The album opens with "Emotions", which has been described as a post-disco, R&B, and gospel song. Clivillés and Cole reworked the song into a house track for its club remix on the 12-inch vinyl single, incorporating an extended gospel-style introduction. "Emotions" describes the overwhelming feelings of love the narrator experiences when she is with her lover. Carey's vocal performance features melismatic runs and explores her lower register during the bridge before ascending into her whistle register. Near the end of the song, she performs a series of sustained whistle notes. "Emotions" was influenced by "Best of My Love", a 1977 single produced by Maurice White of Earth, Wind & Fire and performed by vocal group the Emotions, who also inspired the title of Carey's song.

"And You Don't Remember", the second track on Emotions, incorporates prominent gospel influences through its organ chord progression, minimal production, and soft church choir vocals. Biographer Chris Nickson, in his book Mariah Carey Revisited: Her Story (1998), stated the song, along with "Emotions", was created to evoke the musical styles of the 1960s and 1970s. Lyrically, "And You Don't Remember" is a soulful sentimental ballad. It recounts the narrator's heartbreak after being deceived and abandoned by a former lover, who makes empty promises before moving on to another relationship. Influenced by 1950s balladry, third track "Can't Let Go" is an R&B and pop slow jam that features synthesizers and drum programming. It opens with faint notes from Carey in the whistle register, and she remains in a low vocal register with a breathy delivery before concluding with a whistle note at the end of the song.
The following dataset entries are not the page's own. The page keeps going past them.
//! Query construction: time-window resolution and filter building.

pub mod time;

use chrono::{DateTime, Duration, Local};
use tracing::warn;

use crate::types::RepoDescriptor;
use crate::Result;

/// Fallback default time range in minutes.
pub const DEFAULT_RANGE_MINUTES: u32 = 5;

// Relative durations are floats; a sum at or below this is "not provided".
const RELATIVE_EPSILON_MINUTES: f64 = 0.05;

/// User-supplied time flags, prior to resolution.
#[derive(Debug, Clone, Default)]
pub struct TimeArgs {
    pub start: Option<String>,
    pub end: Option<String>,
    pub day: f64,
    pub hour: f64,
    pub minute: f64,
}

/// A resolved query window. `start == None` means open-ended (earliest).
#[derive(Debug, Clone, PartialEq, Eq)]
pub struct TimeWindow {
    pub start: Option<DateTime<Local>>,
    pub end: DateTime<Local>,
}

/// Final filter string and sort expression for one request.
#[derive(Debug, Clone, PartialEq, Eq)]
pub struct BuiltQuery {
    pub query: String,
    pub sort: String,
}

/// Resolve user start/end/relative flags into a concrete window.
///
/// - explicit start/end are parsed across the accepted layouts;
/// - only end given: open-ended start;
/// - neither given: `day*1440 + hour*60 + minute` minutes before `now`,
///   falling back to the profile default range (and then 5 minutes);
/// - a start after the end is swapped so the window always satisfies
///   `start <= end`.
pub fn resolve_window(
    args: &TimeArgs,
    default_range_minutes: u32,
    now: DateTime<Local>,
) -> Result<TimeWindow> {
    let start = match args.start.as_deref() {
        Some(s) if !s.is_empty() => Some(time::parse_user_time(s)?),
        _ => None,
    };
    let end = match args.end.as_deref() {
        Some(s) if !s.is_empty() => Some(time::parse_user_time(s)?),
        _ => None,
    };

    let (start, end) = match (start, end) {
        (None, Some(end)) => {
            return Ok(TimeWindow { start: None, end });
        }
        (Some(start), end) => {
            let end = end.unwrap_or(now);
            if start > end {
                (end, start)
            } else {
                (start, end)
            }
        }
        (None, None) => {
            let minutes = args.day * 1440.0 + args.hour * 60.0 + args.minute;
            let minutes = if minutes > RELATIVE_EPSILON_MINUTES {
                minutes
            } else if default_range_minutes < 1 {
                DEFAULT_RANGE_MINUTES as f64
            } else {
                default_range_minutes as f64
            };
            (now - Duration::seconds((minutes * 60.0) as i64), now)
        }
    };

    Ok(TimeWindow {
        start: Some(start),
        end,
    })
}

/// Compose the final filter string and sort expression.
///
/// When the repository has no date-typed field the window is dropped and
/// the query degrades to an unscoped one; the service's default sort
/// applies unless an explicit override was given.
pub fn build(
    user_query: &str,
    window: &TimeWindow,
    repo: &RepoDescriptor,
    sort_override: Option<&str>,
) -> BuiltQuery {
    let sort_override = sort_override.filter(|s| !s.is_empty());

    let Some(date_field) = repo.date_field() else {
        warn!(
            repo = %repo.name,
            "no date-typed field in schema; querying without a time window"
        );
        return BuiltQuery {
            query: user_query.to_string(),
            sort: sort_override.unwrap_or_default().to_string(),
        };
    };

    let start = window
        .start
        .map(time::format_local)
        .unwrap_or_else(|| "*".to_string());
    let end = time::format_local(window.end);
    let range = format!("{}:[{} TO {}]", date_field, start, end);

    let query = if user_query.is_empty() {
        range
    } else {
        // Parenthesize the user filter to preserve operator precedence.
        format!("({}) AND {}", user_query, range)
    };

    let sort = sort_override
        .map(str::to_string)
        .unwrap_or_else(|| format!("{}:desc", date_field));

    BuiltQuery { query, sort }
}

#[cfg(test)]
mod tests {
    use super::*;
    use crate::types::{Retention, SchemaField};
    use chrono::TimeZone;

    fn repo_with_date_field() -> RepoDescriptor {
        RepoDescriptor {
            name: "applogs".to_string(),
            region: "z0".to_string(),
            retention: Retention("30d".to_string()),
            schema: vec![
                SchemaField::new("timestamp", "date"),
                SchemaField::new("status", "long"),
            ],
        }
    }

    fn repo_without_date_field() -> RepoDescriptor {
        RepoDescriptor {
            name: "metrics".to_string(),
            region: "z0".to_string(),
            retention: Retention("-1".to_string()),
            schema: vec![SchemaField::new("status", "long")],
        }
    }

    fn fixed_now() -> DateTime<Local> {
        Local.with_ymd_and_hms(2024, 5, 10, 12, 0, 0).unwrap()
    }

    #[test]
    fn default_range_window_appended() {
        let now = fixed_now();
        let window = resolve_window(&TimeArgs::default(), 5, now).unwrap();
        let built = build("status:500", &window, &repo_with_date_field(), None);

        let start = time::format_local(now - Duration::minutes(5));
        let end = time::format_local(now);
        assert_eq!(
            built.query,
            format!("(status:500) AND timestamp:[{} TO {}]", start, end)
        );
        assert_eq!(built.sort, "timestamp:desc");
    }

    #[test]
    fn empty_filter_gets_bare_range() {
        let now = fixed_now();
        let window = resolve_window(&TimeArgs::default(), 5, now).unwrap();
        let built = build("", &window, &repo_with_date_field(), None);
        assert!(built.query.starts_with("timestamp:["));
        assert!(!built.query.contains("AND"));
    }

    #[test]
    fn building_twice_is_idempotent() {
        let now = fixed_now();
        let window = resolve_window(&TimeArgs::default(), 5, now).unwrap();
        let repo = repo_with_date_field();
        let first = build("status:500", &window, &repo, None);
        let second = build("status:500", &window, &repo, None);
        assert_eq!(first, second);
    }

    #[test]
    fn swaps_start_after_end() {
        let args = TimeArgs {
            start: Some("2024-05-10 12:00:00".to_string()),
            end: Some("2024-05-10 11:00:00".to_string()),
            ..Default::default()
        };
        let window = resolve_window(&args, 5, fixed_now()).unwrap();
        let start = window.start.unwrap();
        assert!(start <= window.end);
        assert_eq!((window.end - start).num_hours(), 1);
    }

    #[test]
    fn only_end_gives_open_start() {
        let args = TimeArgs {
            end: Some("2024-05-10 11:00:00".to_string()),
            ..Default::default()
        };
        let window = resolve_window(&args, 5, fixed_now()).unwrap();
        assert!(window.start.is_none());

        let built = build("a:b", &window, &repo_with_date_field(), None);
        assert!(built.query.contains(":[* TO "));
    }

    #[test]
    fn relative_duration_sums_units() {
        let now = fixed_now();
        let args = TimeArgs {
            day: 1.0,
            hour: 2.0,
            minute: 30.0,
            ..Default::default()
        };
        let window = resolve_window(&args, 5, now).unwrap();
        let start = window.start.unwrap();
        assert_eq!((now - start).num_minutes(), 1440 + 120 + 30);
        assert_eq!(window.end, now);
    }

    #[test]
    fn tiny_relative_sum_falls_back_to_default_range() {
        let now = fixed_now();
        let args = TimeArgs {
            minute: 0.01,
            ..Default::default()
        };
        let window = resolve_window(&args, 30, now).unwrap();
        assert_eq!((now - window.start.unwrap()).num_minutes(), 30);
    }

    #[test]
    fn zero_default_range_floors_to_five_minutes() {
        let now = fixed_now();
        let window = resolve_window(&TimeArgs::default(), 0, now).unwrap();
        assert_eq!((now - window.start.unwrap()).num_minutes(), 5);
    }

    #[test]
    fn no_date_field_skips_window_and_sort() {
        let now = fixed_now();
        let window = resolve_window(&TimeArgs::default(), 5, now).unwrap();
        let built = build("status:500", &window, &repo_without_date_field(), None);
        assert_eq!(built.query, "status:500");
        assert_eq!(built.sort, "");
    }

    #[test]
    fn explicit_sort_override_wins() {
        let now = fixed_now();
        let window = resolve_window(&TimeArgs::default(), 5, now).unwrap();
        let built = build("", &window, &repo_with_date_field(), Some("status:asc"));
        assert_eq!(built.sort, "status:asc");
    }

    #[test]
    fn unparseable_start_is_an_error() {
        let args = TimeArgs {
            start: Some("yesterday".to_string()),
            ..Default::default()
        };
        assert!(resolve_window(&args, 5, fixed_now()).is_err());
    }
}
In the lyrics, the narrator laments the end of a relationship.

Nickson compared the restrained dance beat of "Make It Happen" to Motown music. Its lyrics are autobiographical, addressing the struggles Carey faced before being signed to Columbia and how her faith in God kept her going through it all. Its chorus incorporates background vocals sung by Carey, Trey Lorenz and Patrique McMillan. The fifth track, "If It's Over", is a ballad infused with soul and gospel blues. It draws influence from 1960s gospel music, leading critics to compare its sound to the music that brought Franklin great success. The song's backing vocals are similar to those of a church choir. The instrumentation includes both baritone and tenor saxophone, tambourine, electric organ, trombone, and trumpet. The song's lyrics see the narrator pleading with a lover to let her go if their romance has deteriorated.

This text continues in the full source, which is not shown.